Welcome! “Alien Life” tracks the latest discoveries and thoughts in the various elements of the famous Drake Equation. You may notice that this and future entries are shorter than usual; career, family and book deal commitments have forced me to cut back some of my projects. Now, here’s today’s news:
g Stars - A newly expanded image of the Helix nebula lends a festive touch to the fourth anniversary of the launch of NASA's Spitzer Space Telescope. This spectacular object, a dying star unraveling into space, is a favorite of amateur and professional astronomers alike. Spitzer has mapped the expansive outer structure of the six-light-year-wide nebula, and probed the inner region around the central dead star to reveal what appears to be a planetary system that survived the star's chaotic death throes. See article.
g Abodes - A day on Saturn just got a few minutes shorter, if new calculations are correct. See article.

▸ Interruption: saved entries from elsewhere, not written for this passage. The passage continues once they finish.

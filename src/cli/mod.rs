//! CLI support for querydiff
//!
//! Provides programmatic access to the `querydiff` commands so they can be
//! embedded in other tools (editors, test harnesses) without spawning a
//! process.

mod check;
mod docs;

pub use check::{CheckOptions, CheckResult, execute_check, render};
pub use docs::operator_reference;

use std::io;

use thiserror::Error;

/// Errors that can occur during CLI operations
#[derive(Debug, Error)]
pub enum CliError {
    /// Query or document could not be read
    #[error("Parse error: {0}")]
    Parse(#[from] crate::ParseError),

    /// Query is malformed
    #[error("Evaluation error: {0}")]
    Eval(#[from] crate::OperatorViolation),

    /// JSON rendering failed
    #[error("JSON error: {0}")]
    Json(#[from] serde_json::Error),

    #[error("IO error: {0}")]
    Io(#[from] io::Error),

    /// The query parsed but is not an object
    #[error("Query must be an object, got {0}")]
    QueryNotObject(&'static str),

    #[error("No input provided. Use --input or pipe a document to stdin.")]
    NoInput,
}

g Intelligence - While humans may pride themselves on being highly evolved, most still behave like the stereotypical Neanderthals when it comes to choosing a mate, according to research by Indiana University cognitive scientist Peter Todd. In a new study, Todd and colleagues found that though individuals may claim otherwise, beauty is the key ingredient for men while women, the much choosier of the sexes, leverage their looks for security and commitment. See article.
g Message - The Search for Extraterrestrial Artifacts, or SETA, is about delineating between the artificial and the real. In the case of radio detection from other stellar systems, the artificial is what is labeled the real signal that intelligent communications are on-air. See article. Note: This article is a couple of years old.
g Cosmicus - Physicists at the University of Michigan have coaxed two separate atoms to communicate with a sort of quantum intuition that Albert Einstein called "spooky." See article.
g Learning - "In the Shadow of the Moon," a new documentary that opens this week in New York and Los Angeles, tells the human stories of NASA's former Apollo astronauts - now in their 70s - who circled or landed on Earth's nearest neighbor between 1968 and 1972. See article.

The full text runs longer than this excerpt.